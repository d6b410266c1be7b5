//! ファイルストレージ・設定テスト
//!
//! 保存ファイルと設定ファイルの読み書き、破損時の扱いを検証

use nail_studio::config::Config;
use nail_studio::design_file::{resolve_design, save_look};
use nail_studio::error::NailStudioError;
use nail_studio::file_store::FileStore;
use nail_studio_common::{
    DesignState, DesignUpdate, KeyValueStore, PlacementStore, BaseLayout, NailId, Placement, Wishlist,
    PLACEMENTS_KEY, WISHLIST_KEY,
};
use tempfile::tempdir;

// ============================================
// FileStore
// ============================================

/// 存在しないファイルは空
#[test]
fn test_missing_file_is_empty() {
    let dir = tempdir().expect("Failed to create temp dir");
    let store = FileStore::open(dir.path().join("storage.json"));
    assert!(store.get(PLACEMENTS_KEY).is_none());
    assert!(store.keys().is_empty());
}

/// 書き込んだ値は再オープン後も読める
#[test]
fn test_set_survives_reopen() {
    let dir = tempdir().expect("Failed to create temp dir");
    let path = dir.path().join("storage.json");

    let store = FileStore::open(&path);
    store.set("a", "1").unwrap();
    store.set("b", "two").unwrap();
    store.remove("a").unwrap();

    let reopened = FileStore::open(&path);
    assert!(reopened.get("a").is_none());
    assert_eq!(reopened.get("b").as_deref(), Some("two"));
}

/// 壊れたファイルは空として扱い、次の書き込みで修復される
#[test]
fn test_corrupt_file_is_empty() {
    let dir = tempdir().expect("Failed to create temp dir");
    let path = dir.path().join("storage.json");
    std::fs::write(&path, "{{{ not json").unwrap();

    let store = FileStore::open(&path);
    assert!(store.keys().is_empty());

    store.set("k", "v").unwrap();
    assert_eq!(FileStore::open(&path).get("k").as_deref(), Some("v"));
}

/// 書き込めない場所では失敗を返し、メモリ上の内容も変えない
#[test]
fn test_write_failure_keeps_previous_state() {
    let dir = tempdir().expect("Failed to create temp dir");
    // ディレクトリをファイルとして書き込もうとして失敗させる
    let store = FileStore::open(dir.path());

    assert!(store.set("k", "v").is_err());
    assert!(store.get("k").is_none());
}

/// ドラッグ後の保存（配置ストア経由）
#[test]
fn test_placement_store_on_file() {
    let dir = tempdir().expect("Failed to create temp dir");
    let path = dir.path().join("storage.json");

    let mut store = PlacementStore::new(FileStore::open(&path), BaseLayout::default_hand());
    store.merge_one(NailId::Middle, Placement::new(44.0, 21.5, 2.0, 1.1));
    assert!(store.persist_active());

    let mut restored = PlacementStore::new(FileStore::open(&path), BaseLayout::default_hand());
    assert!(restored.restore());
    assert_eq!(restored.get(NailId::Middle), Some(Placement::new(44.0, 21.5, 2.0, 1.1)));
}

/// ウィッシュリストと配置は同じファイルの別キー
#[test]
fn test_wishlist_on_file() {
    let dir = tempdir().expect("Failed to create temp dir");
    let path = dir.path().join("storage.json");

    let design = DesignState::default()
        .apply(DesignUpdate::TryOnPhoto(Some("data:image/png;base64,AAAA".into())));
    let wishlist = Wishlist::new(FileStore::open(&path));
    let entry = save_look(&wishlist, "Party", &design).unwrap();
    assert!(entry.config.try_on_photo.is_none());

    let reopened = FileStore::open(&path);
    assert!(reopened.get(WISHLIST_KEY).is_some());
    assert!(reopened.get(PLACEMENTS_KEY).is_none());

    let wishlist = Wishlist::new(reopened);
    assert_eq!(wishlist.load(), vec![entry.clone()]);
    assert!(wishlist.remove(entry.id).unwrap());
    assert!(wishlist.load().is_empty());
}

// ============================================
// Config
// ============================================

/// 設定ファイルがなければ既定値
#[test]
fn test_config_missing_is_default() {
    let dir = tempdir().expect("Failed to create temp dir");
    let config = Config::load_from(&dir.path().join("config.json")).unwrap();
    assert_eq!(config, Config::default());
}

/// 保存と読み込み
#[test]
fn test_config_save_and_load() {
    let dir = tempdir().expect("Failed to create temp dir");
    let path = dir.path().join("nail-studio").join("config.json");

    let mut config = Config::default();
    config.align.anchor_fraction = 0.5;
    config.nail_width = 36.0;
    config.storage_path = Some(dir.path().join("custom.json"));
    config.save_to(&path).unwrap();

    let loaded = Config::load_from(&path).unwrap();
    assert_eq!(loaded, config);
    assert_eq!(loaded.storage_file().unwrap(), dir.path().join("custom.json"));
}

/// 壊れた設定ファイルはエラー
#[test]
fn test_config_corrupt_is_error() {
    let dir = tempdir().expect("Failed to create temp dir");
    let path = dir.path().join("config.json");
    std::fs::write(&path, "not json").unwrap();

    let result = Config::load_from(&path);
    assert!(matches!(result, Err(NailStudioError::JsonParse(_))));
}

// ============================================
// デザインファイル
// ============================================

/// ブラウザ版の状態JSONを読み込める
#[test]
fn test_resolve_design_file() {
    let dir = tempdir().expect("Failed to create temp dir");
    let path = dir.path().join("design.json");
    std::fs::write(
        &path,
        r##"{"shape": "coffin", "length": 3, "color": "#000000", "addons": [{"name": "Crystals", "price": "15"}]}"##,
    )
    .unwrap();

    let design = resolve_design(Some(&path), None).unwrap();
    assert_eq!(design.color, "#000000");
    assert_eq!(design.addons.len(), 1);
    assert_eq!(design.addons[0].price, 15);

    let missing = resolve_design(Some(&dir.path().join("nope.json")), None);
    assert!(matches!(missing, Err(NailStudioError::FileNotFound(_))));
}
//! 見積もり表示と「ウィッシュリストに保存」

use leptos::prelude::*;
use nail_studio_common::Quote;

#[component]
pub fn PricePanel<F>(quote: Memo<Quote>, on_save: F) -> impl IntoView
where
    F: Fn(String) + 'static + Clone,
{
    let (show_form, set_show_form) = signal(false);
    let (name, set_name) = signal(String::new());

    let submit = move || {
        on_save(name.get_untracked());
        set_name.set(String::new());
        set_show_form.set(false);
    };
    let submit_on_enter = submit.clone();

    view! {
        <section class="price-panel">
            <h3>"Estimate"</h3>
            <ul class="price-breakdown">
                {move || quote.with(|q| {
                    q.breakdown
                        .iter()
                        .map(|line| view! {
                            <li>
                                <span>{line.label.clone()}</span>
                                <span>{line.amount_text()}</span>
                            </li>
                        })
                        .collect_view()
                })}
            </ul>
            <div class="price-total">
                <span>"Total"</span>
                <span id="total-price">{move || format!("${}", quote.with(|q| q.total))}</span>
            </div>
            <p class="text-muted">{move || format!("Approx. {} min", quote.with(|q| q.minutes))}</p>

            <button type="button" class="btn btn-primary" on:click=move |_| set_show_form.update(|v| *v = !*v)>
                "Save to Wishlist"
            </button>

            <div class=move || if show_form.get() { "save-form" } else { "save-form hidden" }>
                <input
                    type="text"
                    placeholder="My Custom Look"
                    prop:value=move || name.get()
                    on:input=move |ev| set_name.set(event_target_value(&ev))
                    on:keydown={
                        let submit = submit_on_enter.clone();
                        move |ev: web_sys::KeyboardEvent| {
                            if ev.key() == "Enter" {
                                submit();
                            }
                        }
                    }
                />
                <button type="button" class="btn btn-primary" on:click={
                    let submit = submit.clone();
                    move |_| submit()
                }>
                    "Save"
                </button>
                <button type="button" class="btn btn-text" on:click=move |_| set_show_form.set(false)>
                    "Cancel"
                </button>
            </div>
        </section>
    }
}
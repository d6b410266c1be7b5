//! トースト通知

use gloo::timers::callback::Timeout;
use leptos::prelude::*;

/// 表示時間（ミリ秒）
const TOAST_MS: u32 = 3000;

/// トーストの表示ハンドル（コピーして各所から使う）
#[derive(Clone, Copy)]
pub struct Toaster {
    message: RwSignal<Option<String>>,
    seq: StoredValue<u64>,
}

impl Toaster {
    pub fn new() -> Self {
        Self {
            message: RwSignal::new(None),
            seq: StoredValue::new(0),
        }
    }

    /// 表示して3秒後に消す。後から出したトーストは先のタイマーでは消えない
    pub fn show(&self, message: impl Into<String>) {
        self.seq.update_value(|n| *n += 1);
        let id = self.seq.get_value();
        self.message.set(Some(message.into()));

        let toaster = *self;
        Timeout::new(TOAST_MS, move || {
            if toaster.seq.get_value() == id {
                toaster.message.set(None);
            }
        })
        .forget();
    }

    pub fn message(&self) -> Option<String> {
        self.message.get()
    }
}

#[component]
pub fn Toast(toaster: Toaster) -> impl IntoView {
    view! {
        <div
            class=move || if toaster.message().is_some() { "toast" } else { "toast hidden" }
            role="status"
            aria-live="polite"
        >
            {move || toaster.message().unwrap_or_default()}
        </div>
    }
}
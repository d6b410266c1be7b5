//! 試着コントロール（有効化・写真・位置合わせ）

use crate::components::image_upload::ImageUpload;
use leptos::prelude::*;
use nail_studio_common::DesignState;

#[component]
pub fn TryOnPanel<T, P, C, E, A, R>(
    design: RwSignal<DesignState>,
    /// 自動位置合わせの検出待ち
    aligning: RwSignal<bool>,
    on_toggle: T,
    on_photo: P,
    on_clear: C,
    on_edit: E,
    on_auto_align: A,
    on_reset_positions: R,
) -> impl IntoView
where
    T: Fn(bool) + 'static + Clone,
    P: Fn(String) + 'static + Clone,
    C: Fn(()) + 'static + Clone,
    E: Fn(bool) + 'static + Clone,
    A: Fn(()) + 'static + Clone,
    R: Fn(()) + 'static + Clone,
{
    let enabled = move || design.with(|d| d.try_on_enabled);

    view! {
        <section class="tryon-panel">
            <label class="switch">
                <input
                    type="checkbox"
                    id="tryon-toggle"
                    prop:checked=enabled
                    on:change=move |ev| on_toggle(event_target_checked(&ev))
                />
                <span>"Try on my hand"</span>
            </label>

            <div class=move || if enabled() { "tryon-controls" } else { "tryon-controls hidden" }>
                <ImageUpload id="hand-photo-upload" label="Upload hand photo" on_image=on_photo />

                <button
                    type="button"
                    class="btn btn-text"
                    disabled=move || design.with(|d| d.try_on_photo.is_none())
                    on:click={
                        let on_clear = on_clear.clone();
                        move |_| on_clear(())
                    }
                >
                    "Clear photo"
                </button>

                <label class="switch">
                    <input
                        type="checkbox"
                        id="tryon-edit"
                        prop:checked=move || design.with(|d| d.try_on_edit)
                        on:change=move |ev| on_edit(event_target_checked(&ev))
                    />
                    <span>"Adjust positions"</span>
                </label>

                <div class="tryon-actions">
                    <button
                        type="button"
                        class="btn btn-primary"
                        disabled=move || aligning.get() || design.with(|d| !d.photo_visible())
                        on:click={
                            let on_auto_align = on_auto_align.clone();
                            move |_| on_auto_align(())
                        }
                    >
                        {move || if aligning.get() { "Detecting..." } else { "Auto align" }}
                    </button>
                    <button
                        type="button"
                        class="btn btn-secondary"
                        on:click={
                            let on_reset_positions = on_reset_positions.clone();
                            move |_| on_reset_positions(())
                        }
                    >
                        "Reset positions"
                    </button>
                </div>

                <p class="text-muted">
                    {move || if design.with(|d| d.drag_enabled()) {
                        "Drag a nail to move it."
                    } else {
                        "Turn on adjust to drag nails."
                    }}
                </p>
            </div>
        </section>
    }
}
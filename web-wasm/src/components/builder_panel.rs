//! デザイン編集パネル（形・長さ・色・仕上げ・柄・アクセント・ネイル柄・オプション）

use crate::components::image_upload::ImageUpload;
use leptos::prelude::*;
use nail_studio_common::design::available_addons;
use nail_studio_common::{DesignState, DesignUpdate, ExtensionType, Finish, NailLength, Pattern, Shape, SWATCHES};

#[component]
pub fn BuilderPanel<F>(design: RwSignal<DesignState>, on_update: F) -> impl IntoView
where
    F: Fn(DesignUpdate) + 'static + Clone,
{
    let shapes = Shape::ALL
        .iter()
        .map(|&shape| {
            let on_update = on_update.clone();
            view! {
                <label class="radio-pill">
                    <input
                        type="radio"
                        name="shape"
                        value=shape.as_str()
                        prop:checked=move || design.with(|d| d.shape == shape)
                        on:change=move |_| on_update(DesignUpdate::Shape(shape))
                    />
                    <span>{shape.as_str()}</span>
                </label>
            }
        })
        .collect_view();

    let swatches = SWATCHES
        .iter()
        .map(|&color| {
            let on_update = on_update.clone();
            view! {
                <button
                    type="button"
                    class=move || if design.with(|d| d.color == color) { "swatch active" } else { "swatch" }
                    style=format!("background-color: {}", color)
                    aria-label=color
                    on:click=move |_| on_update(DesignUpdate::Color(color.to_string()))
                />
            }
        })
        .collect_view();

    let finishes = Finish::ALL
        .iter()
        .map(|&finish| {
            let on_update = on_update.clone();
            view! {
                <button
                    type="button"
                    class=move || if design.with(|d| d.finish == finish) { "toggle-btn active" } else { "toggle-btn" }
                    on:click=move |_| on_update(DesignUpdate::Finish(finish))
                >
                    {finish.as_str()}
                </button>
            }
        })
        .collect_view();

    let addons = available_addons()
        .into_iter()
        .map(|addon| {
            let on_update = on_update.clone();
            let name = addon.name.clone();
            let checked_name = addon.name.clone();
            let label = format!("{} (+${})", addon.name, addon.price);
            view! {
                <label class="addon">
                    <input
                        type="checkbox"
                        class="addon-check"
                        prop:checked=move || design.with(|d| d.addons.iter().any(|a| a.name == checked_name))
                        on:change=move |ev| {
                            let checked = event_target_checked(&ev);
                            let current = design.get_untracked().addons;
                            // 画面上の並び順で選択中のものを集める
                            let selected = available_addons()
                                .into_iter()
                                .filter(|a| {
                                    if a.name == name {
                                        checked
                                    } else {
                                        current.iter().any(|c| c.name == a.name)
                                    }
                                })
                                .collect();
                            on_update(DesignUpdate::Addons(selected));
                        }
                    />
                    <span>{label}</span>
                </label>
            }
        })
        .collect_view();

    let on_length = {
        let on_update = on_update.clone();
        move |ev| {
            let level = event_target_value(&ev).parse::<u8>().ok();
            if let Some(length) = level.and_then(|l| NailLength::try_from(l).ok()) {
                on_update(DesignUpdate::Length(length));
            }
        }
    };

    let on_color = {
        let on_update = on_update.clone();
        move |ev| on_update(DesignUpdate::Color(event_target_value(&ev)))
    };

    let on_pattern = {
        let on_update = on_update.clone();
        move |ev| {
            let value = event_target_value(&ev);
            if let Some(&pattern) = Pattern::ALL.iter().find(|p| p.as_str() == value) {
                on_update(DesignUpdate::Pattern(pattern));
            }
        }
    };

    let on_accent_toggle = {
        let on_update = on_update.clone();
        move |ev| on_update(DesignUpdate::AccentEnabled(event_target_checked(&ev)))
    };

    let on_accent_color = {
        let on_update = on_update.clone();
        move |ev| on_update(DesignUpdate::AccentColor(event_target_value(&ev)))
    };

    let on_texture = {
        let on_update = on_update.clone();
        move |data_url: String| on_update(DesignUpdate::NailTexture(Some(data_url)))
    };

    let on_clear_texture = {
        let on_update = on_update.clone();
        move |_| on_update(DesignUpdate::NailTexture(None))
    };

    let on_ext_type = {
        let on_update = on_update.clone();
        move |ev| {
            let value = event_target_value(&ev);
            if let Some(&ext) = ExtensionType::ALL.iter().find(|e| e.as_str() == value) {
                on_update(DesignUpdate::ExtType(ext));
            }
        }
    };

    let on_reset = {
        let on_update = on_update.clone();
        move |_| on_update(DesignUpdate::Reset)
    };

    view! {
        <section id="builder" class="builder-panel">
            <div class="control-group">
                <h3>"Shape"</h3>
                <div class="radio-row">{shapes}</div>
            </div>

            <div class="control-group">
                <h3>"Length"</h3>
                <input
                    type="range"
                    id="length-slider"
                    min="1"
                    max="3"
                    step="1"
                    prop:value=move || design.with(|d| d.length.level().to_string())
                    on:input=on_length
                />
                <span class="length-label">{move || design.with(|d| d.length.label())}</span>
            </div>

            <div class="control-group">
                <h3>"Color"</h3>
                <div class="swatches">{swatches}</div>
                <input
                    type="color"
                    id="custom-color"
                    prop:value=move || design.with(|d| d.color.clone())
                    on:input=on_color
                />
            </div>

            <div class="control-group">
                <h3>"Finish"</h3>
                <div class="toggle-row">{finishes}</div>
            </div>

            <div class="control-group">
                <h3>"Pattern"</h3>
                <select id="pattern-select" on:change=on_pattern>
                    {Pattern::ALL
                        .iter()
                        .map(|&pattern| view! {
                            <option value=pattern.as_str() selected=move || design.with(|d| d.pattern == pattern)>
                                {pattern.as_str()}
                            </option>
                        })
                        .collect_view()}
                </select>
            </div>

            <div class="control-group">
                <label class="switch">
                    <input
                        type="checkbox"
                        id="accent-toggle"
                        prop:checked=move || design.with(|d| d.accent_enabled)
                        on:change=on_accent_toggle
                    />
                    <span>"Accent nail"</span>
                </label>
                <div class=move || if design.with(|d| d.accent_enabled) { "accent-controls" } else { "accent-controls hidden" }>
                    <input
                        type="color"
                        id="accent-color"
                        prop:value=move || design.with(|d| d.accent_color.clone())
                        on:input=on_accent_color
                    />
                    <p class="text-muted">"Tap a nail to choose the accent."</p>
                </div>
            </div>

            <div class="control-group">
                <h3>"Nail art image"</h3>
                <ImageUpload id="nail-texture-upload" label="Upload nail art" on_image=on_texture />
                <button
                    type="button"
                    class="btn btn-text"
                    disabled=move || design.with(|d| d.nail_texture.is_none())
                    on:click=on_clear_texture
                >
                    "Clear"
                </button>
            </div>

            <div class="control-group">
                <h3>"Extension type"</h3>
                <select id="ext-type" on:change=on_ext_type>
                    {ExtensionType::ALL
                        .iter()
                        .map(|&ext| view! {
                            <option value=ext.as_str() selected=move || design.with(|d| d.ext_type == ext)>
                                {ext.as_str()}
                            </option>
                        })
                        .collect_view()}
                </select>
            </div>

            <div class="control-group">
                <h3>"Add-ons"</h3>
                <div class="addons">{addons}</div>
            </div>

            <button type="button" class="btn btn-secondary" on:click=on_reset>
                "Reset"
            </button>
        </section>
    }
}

******

TASK REQUIREMENTS | Collect every line from the records above that contains the word "finishes".

REPLY |
    let finishes = Finish::ALL
                <div class="toggle-row">{finishes}</div>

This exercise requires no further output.